Content starts
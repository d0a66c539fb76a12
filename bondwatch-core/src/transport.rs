//! Chat transport: the bidirectional channel to the operator.
//!
//! [`ChatTransport`] is the seam used by the dispatcher, the reconnection
//! supervisor and the shutdown path. [`TelegramTransport`] implements it on
//! top of the Bot API with a long-polling task that publishes
//! [`TransportEvent`]s on a broadcast channel.

use crate::events::{IncomingMessage, TransportEvent, TransportEventSender};
use async_trait::async_trait;
use bondwatch_sdk::client::{ClientError, TelegramClient};
use bondwatch_sdk::objects::telegram::Update;
use std::sync::atomic::{AtomicI64, Ordering};
use std::sync::{Arc, Mutex, PoisonError};
use std::time::Duration;
use thiserror::Error;
use tokio::sync::watch;
use tokio::task::JoinHandle;
use tracing::{debug, info, warn};

/// Errors surfaced by a chat transport.
#[derive(Debug, Error)]
pub enum TransportError {
    #[error("chat api error: {0}")]
    Client(#[from] ClientError),

    #[error("poller task failed: {0}")]
    Poller(String),
}

/// Identity reported by the `getMe` probe.
#[derive(Debug, Clone, PartialEq, Eq)]
pub struct BotIdentity {
    pub id: i64,
    pub username: Option<String>,
}

/// Outbound sends plus control of the inbound poller.
#[async_trait]
pub trait ChatTransport: Send + Sync {
    async fn send_message(&self, chat_id: i64, text: &str) -> Result<(), TransportError>;

    /// Start receiving updates. Returns once the transport has confirmed it
    /// can reach the chat service.
    async fn start_polling(&self) -> Result<(), TransportError>;

    /// Stop receiving updates. Calling it while stopped is a no-op.
    async fn stop_polling(&self) -> Result<(), TransportError>;

    async fn get_me(&self) -> Result<BotIdentity, TransportError>;
}

struct PollerHandle {
    stop_tx: watch::Sender<bool>,
    task: JoinHandle<()>,
}

struct TelegramTransportInner {
    client: TelegramClient,
    events: TransportEventSender,
    poll_timeout_secs: u64,
    error_backoff: Duration,
    /// Next `getUpdates` offset, 0 until the first update is seen.
    offset: AtomicI64,
    poller: Mutex<Option<PollerHandle>>,
}

/// Telegram Bot API transport with a restartable long-polling task.
pub struct TelegramTransport {
    inner: Arc<TelegramTransportInner>,
}

impl Clone for TelegramTransport {
    fn clone(&self) -> Self {
        Self {
            inner: Arc::clone(&self.inner),
        }
    }
}

impl TelegramTransport {
    pub const DEFAULT_POLL_TIMEOUT_SECS: u64 = 30;
    pub const DEFAULT_ERROR_BACKOFF: Duration = Duration::from_secs(5);

    pub fn new(client: TelegramClient, events: TransportEventSender) -> Self {
        Self::with_timings(
            client,
            events,
            Self::DEFAULT_POLL_TIMEOUT_SECS,
            Self::DEFAULT_ERROR_BACKOFF,
        )
    }

    pub fn with_timings(
        client: TelegramClient,
        events: TransportEventSender,
        poll_timeout_secs: u64,
        error_backoff: Duration,
    ) -> Self {
        Self {
            inner: Arc::new(TelegramTransportInner {
                client,
                events,
                poll_timeout_secs,
                error_backoff,
                offset: AtomicI64::new(0),
                poller: Mutex::new(None),
            }),
        }
    }

    pub fn is_polling(&self) -> bool {
        self.inner
            .poller
            .lock()
            .unwrap_or_else(PoisonError::into_inner)
            .as_ref()
            .is_some_and(|handle| !handle.task.is_finished())
    }

    fn spawn_poller(&self) {
        let mut slot = self
            .inner
            .poller
            .lock()
            .unwrap_or_else(PoisonError::into_inner);
        if slot.as_ref().is_some_and(|handle| !handle.task.is_finished()) {
            return;
        }

        let (stop_tx, stop_rx) = watch::channel(false);
        let inner = Arc::clone(&self.inner);
        let task = tokio::spawn(poll_loop(inner, stop_rx));
        *slot = Some(PollerHandle { stop_tx, task });
    }
}

async fn poll_loop(inner: Arc<TelegramTransportInner>, mut stop_rx: watch::Receiver<bool>) {
    info!("Telegram poller started");

    loop {
        let offset = match inner.offset.load(Ordering::Acquire) {
            0 => None,
            offset => Some(offset),
        };

        let result = tokio::select! {
            biased;

            _ = stop_rx.changed() => break,

            result = inner.client.get_updates(offset, inner.poll_timeout_secs) => result,
        };

        match result {
            Ok(updates) => {
                let _ = inner.events.send(TransportEvent::Polled);
                for update in updates {
                    handle_update(&inner, update);
                }
            }
            Err(e) => {
                let event = if e.is_fatal() {
                    warn!(error = %e, "Telegram polling hit a fatal error");
                    TransportEvent::Error(e.to_string())
                } else {
                    debug!(error = %e, "Telegram poll failed");
                    TransportEvent::PollingError(e.to_string())
                };
                let _ = inner.events.send(event);

                tokio::select! {
                    biased;
                    _ = stop_rx.changed() => break,
                    _ = tokio::time::sleep(inner.error_backoff) => {}
                }
            }
        }
    }

    info!("Telegram poller stopped");
}

fn handle_update(inner: &TelegramTransportInner, update: Update) {
    inner
        .offset
        .fetch_max(update.update_id.saturating_add(1), Ordering::AcqRel);

    let Some(message) = update.message else {
        return;
    };
    let Some(text) = message.text else {
        return;
    };
    let event = TransportEvent::Message(IncomingMessage {
        chat_id: message.chat.id,
        text,
        from_username: message.from.and_then(|user| user.username),
    });
    let _ = inner.events.send(event);
}

#[async_trait]
impl ChatTransport for TelegramTransport {
    async fn send_message(&self, chat_id: i64, text: &str) -> Result<(), TransportError> {
        self.inner.client.send_message(chat_id, text).await?;
        Ok(())
    }

    async fn start_polling(&self) -> Result<(), TransportError> {
        self.spawn_poller();
        self.get_me().await.map(|_| ())
    }

    async fn stop_polling(&self) -> Result<(), TransportError> {
        let handle = self
            .inner
            .poller
            .lock()
            .unwrap_or_else(PoisonError::into_inner)
            .take();
        let Some(PollerHandle { stop_tx, task }) = handle else {
            return Ok(());
        };

        let _ = stop_tx.send(true);
        task.await
            .map_err(|e| TransportError::Poller(e.to_string()))
    }

    async fn get_me(&self) -> Result<BotIdentity, TransportError> {
        let user = self.inner.client.get_me().await?;
        Ok(BotIdentity {
            id: user.id,
            username: user.username,
        })
    }
}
Content ends
_Work item:_ Where the word "failed" is present in a line of the listing, copy that line.

_Task result:_
    #[error("poller task failed: {0}")]
                    debug!(error = %e, "Telegram poll failed");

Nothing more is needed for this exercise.